Social communities are just that-social. StumbleUpon, Sphinn, MySpace, FaceBook, and countless other channels are essentially places where people, ranging from like-minded allies to diametrically different provocateurs, congregate and intermingle.
Online communities mirror the physical world as we share, debate, and interact to the greater good of the collective. It’s all about getting along, making friends, and building networks through respectful and appropriate interactions. We are positively judged for good behavior and kicked off the island if we deserve a press of the dumb-ass button.
Manners Totally Matter
It’s astounding how social media vernacular is sometimes nearly devoid of traditional niceties like “please”, “congratulations”, and “thank you” in typical conversational syntax. Basic stuff our grandmothers taught us somehow seems unnecessary to many. However paying attention to time-honored etiquette warms potential friends’ and long-time associates’ hearts.
Manners still matter more than ever. Remember- these people you’re meeting can’t see your eyes, can’t hear the tone of your voice, and only have the words you type to base their feelings about you on.
Even more importantly an intentional commitment to good manners, as a technique, can quickly build networks and help you gain authority. Enough people lack civility that it’s easy to stand out simply by understanding the basics of being polite without overdoing it or being patronizing.
Manners Take Time.
While the “tactic” of good manners can take significantly more time than the normal run-and-gun Internet banter, the practice can pay serious dividends of friendships and votes at your disposal (diggs, sphinns, stumbles, etc…). As a general rule it’s always better to give more than take, ask people respectfully for what you want, and mark passages politely. Of course it’s impossible to partake in the techniques suggested below with every one of the tens of thousands of readers who visit your blog. Still it’s best-practice to establish new relationships and maintain core friendships with consistently good manners.

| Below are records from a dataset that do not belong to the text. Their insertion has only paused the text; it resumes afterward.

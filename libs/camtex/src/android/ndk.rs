// Copyright (c) 2025 Jonathan Fontanez
// SPDX-License-Identifier: BUSL-1.1

//! Runtime-loaded camera2 / media NDK entry points.
//!
//! `libcamera2ndk.so` and `libmediandk.so` only exist on API 24+, so nothing
//! here is linked. Every entry point is resolved once when the tables load.

#![allow(non_camel_case_types, non_snake_case)]

use std::ffi::{c_char, c_void};

use anyhow::Context;
use libloading::Library;

pub type camera_status_t = i32;
pub type media_status_t = i32;

pub const ACAMERA_OK: camera_status_t = 0;
pub const AMEDIA_OK: media_status_t = 0;
pub const AMEDIA_IMGREADER_NO_BUFFER_AVAILABLE: media_status_t = -30001;

/// `ACAMERA_LENS_FACING` (section `ACAMERA_LENS`, index 5).
pub const ACAMERA_LENS_FACING: u32 = (8 << 16) + 5;
pub const TEMPLATE_PREVIEW: i32 = 1;

pub const AIMAGE_FORMAT_PRIVATE: i32 = 0x22;
pub const AHARDWAREBUFFER_USAGE_GPU_SAMPLED_IMAGE: u64 = 1 << 8;

pub const EGL_NATIVE_BUFFER_ANDROID: i32 = 0x3140;
pub const EGL_IMAGE_PRESERVED_KHR: i32 = 0x30D2;
pub const EGL_TRUE: i32 = 1;
pub const EGL_NONE: i32 = 0x3038;

macro_rules! opaque {
    ($($name:ident),* $(,)?) => {
        $(
            #[repr(C)]
            pub struct $name {
                _private: [u8; 0],
            }
        )*
    };
}

opaque!(
    ACameraManager,
    ACameraDevice,
    ACameraMetadata,
    ACaptureRequest,
    ACaptureSessionOutput,
    ACaptureSessionOutputContainer,
    ACameraOutputTarget,
    ACameraCaptureSession,
    AImageReader,
    AImage,
    AHardwareBuffer,
    ANativeWindow,
);

#[repr(C)]
pub struct ACameraIdList {
    pub numCameras: i32,
    pub cameraIds: *mut *const c_char,
}

#[repr(C)]
pub struct ACameraMetadata_const_entry {
    pub tag: u32,
    pub type_: u8,
    pub count: u32,
    pub data: *const c_void,
}

#[repr(C)]
pub struct ACameraCaptureFailure {
    pub frameNumber: i64,
    pub reason: i32,
    pub sequenceId: i32,
    pub wasImageCaptured: bool,
}

#[repr(C)]
pub struct ACameraDevice_StateCallbacks {
    pub context: *mut c_void,
    pub onDisconnected: Option<unsafe extern "C" fn(*mut c_void, *mut ACameraDevice)>,
    pub onError: Option<unsafe extern "C" fn(*mut c_void, *mut ACameraDevice, i32)>,
}

#[repr(C)]
pub struct ACameraCaptureSession_stateCallbacks {
    pub context: *mut c_void,
    pub onClosed: Option<unsafe extern "C" fn(*mut c_void, *mut ACameraCaptureSession)>,
    pub onReady: Option<unsafe extern "C" fn(*mut c_void, *mut ACameraCaptureSession)>,
    pub onActive: Option<unsafe extern "C" fn(*mut c_void, *mut ACameraCaptureSession)>,
}

#[repr(C)]
pub struct ACameraCaptureSession_captureCallbacks {
    pub context: *mut c_void,
    pub onCaptureStarted: Option<
        unsafe extern "C" fn(*mut c_void, *mut ACameraCaptureSession, *const ACaptureRequest, i64),
    >,
    pub onCaptureProgressed: Option<
        unsafe extern "C" fn(
            *mut c_void,
            *mut ACameraCaptureSession,
            *mut ACaptureRequest,
            *const ACameraMetadata,
        ),
    >,
    pub onCaptureCompleted: Option<
        unsafe extern "C" fn(
            *mut c_void,
            *mut ACameraCaptureSession,
            *mut ACaptureRequest,
            *const ACameraMetadata,
        ),
    >,
    pub onCaptureFailed: Option<
        unsafe extern "C" fn(
            *mut c_void,
            *mut ACameraCaptureSession,
            *mut ACaptureRequest,
            *mut ACameraCaptureFailure,
        ),
    >,
    pub onCaptureSequenceCompleted:
        Option<unsafe extern "C" fn(*mut c_void, *mut ACameraCaptureSession, i32, i64)>,
    pub onCaptureSequenceAborted:
        Option<unsafe extern "C" fn(*mut c_void, *mut ACameraCaptureSession, i32)>,
    pub onCaptureBufferLost: Option<
        unsafe extern "C" fn(
            *mut c_void,
            *mut ACameraCaptureSession,
            *mut ACaptureRequest,
            *mut ANativeWindow,
            i64,
        ),
    >,
}

macro_rules! entry_points {
    ($table:ident from $library:literal { $($name:ident: fn($($arg:ty),*) $(-> $ret:ty)?;)* }) => {
        pub struct $table {
            _library: Library,
            $(pub $name: unsafe extern "C" fn($($arg),*) $(-> $ret)?,)*
        }

        impl $table {
            pub fn load() -> anyhow::Result<Self> {
                let library = unsafe { Library::new($library) }
                    .with_context(|| format!("Failed to load {}", $library))?;
                $(
                    let $name = unsafe {
                        *library
                            .get::<unsafe extern "C" fn($($arg),*) $(-> $ret)?>(
                                concat!(stringify!($name), "\0").as_bytes(),
                            )
                            .with_context(|| {
                                format!("{} missing {}", $library, stringify!($name))
                            })?
                    };
                )*
                Ok(Self { _library: library, $($name,)* })
            }
        }
    };
}

entry_points!(CameraNdk from "libcamera2ndk.so" {
    ACameraManager_create: fn() -> *mut ACameraManager;
    ACameraManager_delete: fn(*mut ACameraManager);
    ACameraManager_getCameraIdList: fn(*mut ACameraManager, *mut *mut ACameraIdList) -> camera_status_t;
    ACameraManager_deleteCameraIdList: fn(*mut ACameraIdList);
    ACameraManager_getCameraCharacteristics: fn(*mut ACameraManager, *const c_char, *mut *mut ACameraMetadata) -> camera_status_t;
    ACameraMetadata_getConstEntry: fn(*const ACameraMetadata, u32, *mut ACameraMetadata_const_entry) -> camera_status_t;
    ACameraMetadata_free: fn(*mut ACameraMetadata);
    ACameraManager_openCamera: fn(*mut ACameraManager, *const c_char, *mut ACameraDevice_StateCallbacks, *mut *mut ACameraDevice) -> camera_status_t;
    ACameraDevice_close: fn(*mut ACameraDevice) -> camera_status_t;
    ACameraDevice_createCaptureRequest: fn(*const ACameraDevice, i32, *mut *mut ACaptureRequest) -> camera_status_t;
    ACaptureRequest_free: fn(*mut ACaptureRequest);
    ACaptureRequest_addTarget: fn(*mut ACaptureRequest, *const ACameraOutputTarget) -> camera_status_t;
    ACaptureSessionOutput_create: fn(*mut ANativeWindow, *mut *mut ACaptureSessionOutput) -> camera_status_t;
    ACaptureSessionOutput_free: fn(*mut ACaptureSessionOutput);
    ACaptureSessionOutputContainer_create: fn(*mut *mut ACaptureSessionOutputContainer) -> camera_status_t;
    ACaptureSessionOutputContainer_add: fn(*mut ACaptureSessionOutputContainer, *const ACaptureSessionOutput) -> camera_status_t;
    ACaptureSessionOutputContainer_free: fn(*mut ACaptureSessionOutputContainer);
    ACameraOutputTarget_create: fn(*mut ANativeWindow, *mut *mut ACameraOutputTarget) -> camera_status_t;
    ACameraOutputTarget_free: fn(*mut ACameraOutputTarget);
    ACameraDevice_createCaptureSession: fn(*mut ACameraDevice, *const ACaptureSessionOutputContainer, *const ACameraCaptureSession_stateCallbacks, *mut *mut ACameraCaptureSession) -> camera_status_t;
    ACameraCaptureSession_setRepeatingRequest: fn(*mut ACameraCaptureSession, *mut ACameraCaptureSession_captureCallbacks, i32, *mut *mut ACaptureRequest, *mut i32) -> camera_status_t;
    ACameraCaptureSession_stopRepeating: fn(*mut ACameraCaptureSession) -> camera_status_t;
    ACameraCaptureSession_close: fn(*mut ACameraCaptureSession);
});

entry_points!(MediaNdk from "libmediandk.so" {
    AImageReader_newWithUsage: fn(i32, i32, i32, u64, i32, *mut *mut AImageReader) -> media_status_t;
    AImageReader_delete: fn(*mut AImageReader);
    AImageReader_getWindow: fn(*mut AImageReader, *mut *mut ANativeWindow) -> media_status_t;
    AImageReader_acquireLatestImage: fn(*mut AImageReader, *mut *mut AImage) -> media_status_t;
    AImage_getHardwareBuffer: fn(*const AImage, *mut *mut AHardwareBuffer) -> media_status_t;
    AImage_delete: fn(*mut AImage);
});

entry_points!(NativeWindowNdk from "libandroid.so" {
    ANativeWindow_acquire: fn(*mut ANativeWindow);
    ANativeWindow_release: fn(*mut ANativeWindow);
});

/// EGL/GLES extension entry points for binding hardware buffers.
pub type GetNativeClientBufferFn =
    unsafe extern "system" fn(*const AHardwareBuffer) -> *mut c_void;
pub type CreateImageKhrFn =
    unsafe extern "system" fn(*mut c_void, *mut c_void, u32, *mut c_void, *const i32) -> *mut c_void;
pub type DestroyImageKhrFn = unsafe extern "system" fn(*mut c_void, *mut c_void) -> u32;
pub type ImageTargetTexture2dFn = unsafe extern "system" fn(u32, *mut c_void);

Respectful First Interactions
When you first approach someone you truly like, start by thanking them. Contact the person with a short note that says, “I’ve stumbled across your profile several times now. “Thank you for the content you bookmark which is consistently useful to me.” Sign your first name. Don’t promote your blog URL. (They’ll find it soon enough.) Usually the person writes you back. Thank him or her again for following up by saying that you “appreciate the note.”
Then make your first request: “Please remember to send me any content that matters to you so I help publicize it” This sets the table for later when you add the person to the rotation of friends you request endorsement from for content that matters to you.
11 Occasions Where Thoughtful Manners Help
When someone you don’t know visits your profile, contact them to say “thank you for visiting.”
If you pitch content for a vote, say “please consider this content and thank you in advance for your consideration.”
Drop notes to as many people whose myBlogLog badge you see on your website and thank them for stopping by. Visit their blog. Leave your picture behind.
When you get a vote, send a “thank you” note whenever possible. Obviously it’s not possible to thank thousands of voters but do as much as you can.
If you don’t get the vote, thank the person you pitched it to for considering it. Remind him or her that you’re always good for a vote.
Thank folks for comments on your post, especially negative ones.
Vote for comments that disagree with your position.
Send notes to those who disagree and thank for the constructive dialog.
If blogger A bookmarks Blogger B’s post and it makes a community’s homepage, congratulate B and thank him for sharing the content.
Thank others for bookmarking your content.
It should be said that practicing good manners solely as a tactic without being authentic does not work. Coming across as patronizing is worse than not practicing manners at all. However true warmth always shines through in the social media mainstream. Remember these people you’re meeting can’t see your face, can’t hear the tone of your voice, and only have the words you type to hold on to. Make them polite.